# Action item
Spot each line in the data below containing "UnreadableImage" and copy it.
● ● ● ●
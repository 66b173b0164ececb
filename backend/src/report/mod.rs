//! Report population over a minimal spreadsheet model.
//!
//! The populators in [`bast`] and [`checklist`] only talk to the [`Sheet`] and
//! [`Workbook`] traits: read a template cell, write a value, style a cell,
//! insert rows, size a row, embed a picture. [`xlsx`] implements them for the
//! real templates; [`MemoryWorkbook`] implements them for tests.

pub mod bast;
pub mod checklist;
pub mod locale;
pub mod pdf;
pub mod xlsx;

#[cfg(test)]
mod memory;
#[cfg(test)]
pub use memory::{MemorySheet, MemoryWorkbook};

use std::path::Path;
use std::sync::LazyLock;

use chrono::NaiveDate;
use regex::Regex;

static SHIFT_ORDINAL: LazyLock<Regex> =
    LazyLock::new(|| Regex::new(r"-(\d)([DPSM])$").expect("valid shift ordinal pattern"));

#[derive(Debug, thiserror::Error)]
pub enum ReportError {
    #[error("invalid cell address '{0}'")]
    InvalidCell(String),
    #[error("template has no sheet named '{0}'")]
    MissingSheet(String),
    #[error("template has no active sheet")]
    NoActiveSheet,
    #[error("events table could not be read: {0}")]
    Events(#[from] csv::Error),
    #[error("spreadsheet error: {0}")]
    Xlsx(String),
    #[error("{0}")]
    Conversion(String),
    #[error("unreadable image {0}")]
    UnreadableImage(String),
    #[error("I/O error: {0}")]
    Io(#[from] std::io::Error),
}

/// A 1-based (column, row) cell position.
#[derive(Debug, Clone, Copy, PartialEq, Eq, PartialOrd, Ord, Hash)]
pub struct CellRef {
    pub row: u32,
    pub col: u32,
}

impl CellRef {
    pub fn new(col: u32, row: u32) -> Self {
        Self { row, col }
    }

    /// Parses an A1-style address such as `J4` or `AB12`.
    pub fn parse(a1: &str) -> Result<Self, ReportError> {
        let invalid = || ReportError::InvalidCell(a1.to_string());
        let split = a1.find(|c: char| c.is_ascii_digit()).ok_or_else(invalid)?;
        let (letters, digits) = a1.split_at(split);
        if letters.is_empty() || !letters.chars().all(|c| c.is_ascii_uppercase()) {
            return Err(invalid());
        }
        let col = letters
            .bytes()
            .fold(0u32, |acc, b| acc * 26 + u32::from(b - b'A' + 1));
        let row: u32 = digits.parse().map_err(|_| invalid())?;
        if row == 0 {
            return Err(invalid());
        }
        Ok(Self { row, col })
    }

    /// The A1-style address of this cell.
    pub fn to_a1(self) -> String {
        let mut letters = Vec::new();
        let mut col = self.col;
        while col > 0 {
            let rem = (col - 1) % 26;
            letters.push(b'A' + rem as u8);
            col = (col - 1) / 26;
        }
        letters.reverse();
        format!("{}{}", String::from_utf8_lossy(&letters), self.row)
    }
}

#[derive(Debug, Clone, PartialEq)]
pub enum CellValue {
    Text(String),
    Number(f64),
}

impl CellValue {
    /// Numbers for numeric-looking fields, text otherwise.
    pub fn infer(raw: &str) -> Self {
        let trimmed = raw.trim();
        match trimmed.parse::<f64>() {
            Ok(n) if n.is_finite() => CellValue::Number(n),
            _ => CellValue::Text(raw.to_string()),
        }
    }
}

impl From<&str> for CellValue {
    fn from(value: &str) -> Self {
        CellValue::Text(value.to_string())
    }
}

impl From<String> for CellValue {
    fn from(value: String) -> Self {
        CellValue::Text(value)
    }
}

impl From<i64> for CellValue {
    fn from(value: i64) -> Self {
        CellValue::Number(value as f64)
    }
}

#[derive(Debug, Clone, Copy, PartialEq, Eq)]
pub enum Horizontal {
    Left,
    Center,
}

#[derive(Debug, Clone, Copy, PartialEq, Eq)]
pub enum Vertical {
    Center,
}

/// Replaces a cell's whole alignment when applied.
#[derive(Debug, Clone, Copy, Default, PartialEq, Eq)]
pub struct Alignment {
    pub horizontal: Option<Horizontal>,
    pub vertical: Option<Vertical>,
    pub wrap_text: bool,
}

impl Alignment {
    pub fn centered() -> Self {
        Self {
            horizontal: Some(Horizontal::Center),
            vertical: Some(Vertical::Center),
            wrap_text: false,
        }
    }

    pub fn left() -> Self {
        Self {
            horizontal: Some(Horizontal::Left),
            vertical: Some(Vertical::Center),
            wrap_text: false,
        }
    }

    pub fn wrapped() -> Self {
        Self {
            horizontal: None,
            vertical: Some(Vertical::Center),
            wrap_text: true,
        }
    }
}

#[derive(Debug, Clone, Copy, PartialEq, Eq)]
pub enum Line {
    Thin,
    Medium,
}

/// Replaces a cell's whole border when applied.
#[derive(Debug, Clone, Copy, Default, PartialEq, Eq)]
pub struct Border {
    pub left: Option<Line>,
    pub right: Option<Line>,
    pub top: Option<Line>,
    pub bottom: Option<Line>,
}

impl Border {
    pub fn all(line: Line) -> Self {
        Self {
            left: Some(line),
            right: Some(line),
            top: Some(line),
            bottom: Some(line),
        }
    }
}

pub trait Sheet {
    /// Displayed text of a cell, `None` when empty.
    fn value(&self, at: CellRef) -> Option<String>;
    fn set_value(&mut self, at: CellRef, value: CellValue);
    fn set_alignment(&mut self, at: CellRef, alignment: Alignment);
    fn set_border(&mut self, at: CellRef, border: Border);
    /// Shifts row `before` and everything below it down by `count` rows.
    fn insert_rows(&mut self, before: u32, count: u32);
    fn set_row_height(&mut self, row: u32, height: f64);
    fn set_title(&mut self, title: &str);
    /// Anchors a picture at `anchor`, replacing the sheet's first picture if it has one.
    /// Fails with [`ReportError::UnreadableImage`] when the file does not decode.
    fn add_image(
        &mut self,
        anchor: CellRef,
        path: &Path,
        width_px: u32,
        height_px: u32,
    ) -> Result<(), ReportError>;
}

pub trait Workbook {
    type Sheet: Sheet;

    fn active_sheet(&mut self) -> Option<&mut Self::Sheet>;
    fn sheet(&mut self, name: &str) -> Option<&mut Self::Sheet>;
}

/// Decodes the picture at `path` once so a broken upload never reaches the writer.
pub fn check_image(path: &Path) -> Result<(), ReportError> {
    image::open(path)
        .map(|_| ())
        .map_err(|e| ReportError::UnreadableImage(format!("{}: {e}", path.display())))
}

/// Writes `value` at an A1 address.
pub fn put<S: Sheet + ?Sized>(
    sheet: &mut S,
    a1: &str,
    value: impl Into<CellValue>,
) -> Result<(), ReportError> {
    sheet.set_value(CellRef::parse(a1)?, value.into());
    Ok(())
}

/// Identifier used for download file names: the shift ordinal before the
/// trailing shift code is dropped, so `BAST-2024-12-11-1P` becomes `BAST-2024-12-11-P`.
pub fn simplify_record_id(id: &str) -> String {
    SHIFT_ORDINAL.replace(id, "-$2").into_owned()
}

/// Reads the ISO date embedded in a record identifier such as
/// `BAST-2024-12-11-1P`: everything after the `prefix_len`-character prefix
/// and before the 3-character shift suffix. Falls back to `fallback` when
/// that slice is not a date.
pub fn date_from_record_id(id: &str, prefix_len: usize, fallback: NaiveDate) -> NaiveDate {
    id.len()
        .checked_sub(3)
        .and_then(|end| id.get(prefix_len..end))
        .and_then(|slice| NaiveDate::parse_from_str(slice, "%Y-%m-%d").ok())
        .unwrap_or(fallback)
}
● ● ● ●
# Result below
    UnreadableImage(String),
    /// Fails with [`ReportError::UnreadableImage`] when the file does not decode.
        .map_err(|e| ReportError::UnreadableImage(format!("{}: {e}", path.display())))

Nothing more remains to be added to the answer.